After our meeting this morning, I had a brief discussion with one of the other directors who noted they were made aware of some work to help generate unit tests which was developed utilizing AI technologies trained exclusively on our own pre-existing works, and the idea seemed intriguing to me. It adds an additional facet which never arose when we had some informal discussions last year on the subject.
I think it makes sense to schedule another round or two of informal discussions on this subject. Would anyone be interested in meeting next week or the week after to discuss further?
-Julia
On Mon, Nov 6, 2023 at 9:20 AM Thierry Carrez <thierry@openinfra.dev> wrote:
Greetings Directors,
On the AI contribution guidance front, the Linux Foundation just published their own guidance:
https://www.linuxfoundation.org/legal/generative-ai
It seems in line with the ASF guidance, just a bit shorter.
-- Thierry
Greetings Directors,
Earlier today, Eoghan Glynn, Phil Rob, Allison Randall, and I met from the informal working group meeting invite I sent out earlier in the week.
Discussion focused around the creation of bullet points of what we need to tackle, which evolved into the general idea that we need to take on a three part approach to move forward.

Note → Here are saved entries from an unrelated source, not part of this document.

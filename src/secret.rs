use std::fmt;

/// A wrapper that keeps credential payloads out of logs and formatted output.
///
/// `Secret<T>` is used for the `value` half of an authentication pair. The
/// wrapped value can only be read through [`expose_secret`](Self::expose_secret).
///
/// # Security Properties
///
/// - Does NOT implement `Deref`, `AsRef` or `Borrow`
/// - Debug and Display output is always `[REDACTED]`
/// - No type information is leaked in formatted output
///
/// Unlike a general-purpose secret box this one is `Clone`: forwarding hands
/// the same credential to every outgoing call made for one inbound request.
///
/// # Examples
///
/// ```
/// use rpc_metadata::Secret;
///
/// let token = Secret::new("abc123".to_string());
/// assert_eq!(format!("{:?}", token), "[REDACTED]");
/// assert_eq!(token.expose_secret(), "abc123");
/// ```
#[derive(Clone, PartialEq, Eq, Default)]
pub struct Secret<T> {
    // Must stay private; formatting is the only other way to reach it.
    inner: T,
}

impl<T> Secret<T> {
    /// Wraps a sensitive value.
    pub fn new(value: T) -> Self {
        Self { inner: value }
    }

    /// Explicitly exposes the secret value.
    ///
    /// The returned reference must not be logged or displayed.
    pub fn expose_secret(&self) -> &T {
        &self.inner
    }
}

impl<T> fmt::Debug for Secret<T> {
    fn fmt(&self, f: &mut fmt::Formatter<'_>) -> fmt::Result {
        f.write_str("[REDACTED]")
    }
}

impl<T> fmt::Display for Secret<T> {
    fn fmt(&self, f: &mut fmt::Formatter<'_>) -> fmt::Result {
        f.write_str("[REDACTED]")
    }
}
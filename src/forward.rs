//! Forwarding of inbound credentials and request ids to outgoing calls.
//!
//! Both operations are pure functions over an immutable [`CallContext`]:
//!
//! ```text
//! inbound call
//!   ↓
//! CallContext::incoming(md)          parses the CredentialRecord once
//!   ↓
//! forward_auth(&ctx, allow_insecure) → CallOption (per-call credentials)
//! forward_request_id(ctx)            → CallContext with x-request-id outbound
//!   ↓
//! OutgoingCall materializes headers at send time
//! ```

use crate::config::{ForwardConfig, RequestIdJoin};
use crate::context::CallContext;
use crate::error::Error;
use crate::metadata::{Metadata, REQUEST_ID_KEY};
use crate::supplier::CallOption;

/// Returns a call option carrying the credentials of the inbound call.
///
/// The record is copied with its transport-security flag set to
/// `allow_insecure`; the record on `ctx` is left untouched. Call this once
/// per outgoing call.
///
/// # Errors
///
/// Returns an [`ErrorKind::Unauthenticated`](crate::ErrorKind::Unauthenticated)
/// error if the context has no scheme or no value.
///
/// # Examples
///
/// ```
/// use rpc_metadata::{CallContext, Metadata, PerCallCredentials, forward_auth};
///
/// let ctx = CallContext::incoming(Metadata::new().with("authorization", "Bearer abc123"));
/// let opt = forward_auth(&ctx, false).expect("authenticated");
///
/// let headers = opt.credentials().unwrap().request_metadata(&[]);
/// assert_eq!(headers["authorization"], "Bearer abc123");
/// ```
pub fn forward_auth(ctx: &CallContext, allow_insecure: bool) -> Result<CallOption, Error> {
    let record = ctx.credentials();
    if !record.is_authenticated() {
        return Err(Error::unauthenticated());
    }

    tracing::debug!(
        target: "rpc_metadata",
        request_id = ?ctx.request_id(),
        scheme = %record.scheme(),
        allow_insecure,
        "forwarding inbound credentials"
    );

    Ok(CallOption::per_call_credentials(
        record.with_allow_insecure(allow_insecure),
    ))
}

/// Propagates the inbound `x-request-id` to the outbound metadata.
///
/// Returns `ctx` unchanged when the inbound call carried no non-empty request
/// id. Otherwise the inbound values are appended to any outbound values
/// already present, so applying this twice yields each id twice. Use a
/// [`Forwarder`] with [`RequestIdJoin::Dedup`] to avoid that.
///
/// # Examples
///
/// ```
/// use rpc_metadata::{CallContext, Metadata, forward_request_id};
///
/// let ctx = CallContext::incoming(Metadata::new().with("x-request-id", "req-42"));
/// let out = forward_request_id(ctx);
///
/// assert_eq!(out.outgoing().get_all("x-request-id"), ["req-42"]);
/// ```
pub fn forward_request_id(ctx: CallContext) -> CallContext {
    join_request_id(ctx, RequestIdJoin::Append)
}

fn join_request_id(ctx: CallContext, join: RequestIdJoin) -> CallContext {
    let outgoing = ctx.outgoing();
    let forwarded: Metadata = ctx
        .incoming_metadata()
        .get_all(REQUEST_ID_KEY)
        .iter()
        .filter(|id| !id.is_empty())
        .filter(|id| match join {
            RequestIdJoin::Append => true,
            RequestIdJoin::Dedup => !outgoing.get_all(REQUEST_ID_KEY).contains(*id),
        })
        .map(|id| (REQUEST_ID_KEY, id.as_str()))
        .collect();

    if forwarded.is_empty() {
        return ctx;
    }

    tracing::trace!(
        target: "rpc_metadata",
        request_id = ?ctx.request_id(),
        "forwarding request id"
    );

    let joined = outgoing.join(&forwarded);
    ctx.with_outgoing(joined)
}

/// Forwards credentials and request ids using a fixed [`ForwardConfig`].
///
/// # Examples
///
/// ```
/// use rpc_metadata::{CallContext, ForwardConfig, Forwarder, Metadata, RequestIdJoin};
///
/// let forwarder = Forwarder::new(
///     ForwardConfig::default().with_request_id_join(RequestIdJoin::Dedup),
/// );
///
/// let ctx = CallContext::incoming(Metadata::new().with("x-request-id", "req-1"));
/// let once = forwarder.forward_request_id(ctx);
/// let twice = forwarder.forward_request_id(once.clone());
///
/// assert_eq!(twice, once);
/// ```
#[derive(Debug, Clone, Copy, Default)]
pub struct Forwarder {
    config: ForwardConfig,
}

impl Forwarder {
    /// Creates a forwarder with the given settings.
    pub fn new(config: ForwardConfig) -> Self {
        Self { config }
    }

    /// Returns the forwarder's settings.
    pub fn config(&self) -> &ForwardConfig {
        &self.config
    }

    /// [`forward_auth`] with the configured transport-security override.
    ///
    /// # Errors
    ///
    /// Returns an `Unauthenticated` error if the context carries no
    /// authentication pair.
    pub fn forward_auth(&self, ctx: &CallContext) -> Result<CallOption, Error> {
        forward_auth(ctx, self.config.allow_insecure())
    }

    /// [`forward_request_id`] with the configured join policy.
    pub fn forward_request_id(&self, ctx: CallContext) -> CallContext {
        join_request_id(ctx, self.config.request_id_join())
    }
}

The first area of consensus was to draft a document laying out:
* Set Common Understanding - We need to set the common words to be used and note there are two basic extremes. In essence, a spectrum from autocomplete to entirely machine generated output. We also have consensus that we expect code contributions to be made by humans, which may change as time moves on, outside of robotic process driven changes, for example requirements management or translation batch updates which occur today as well understood automated processes.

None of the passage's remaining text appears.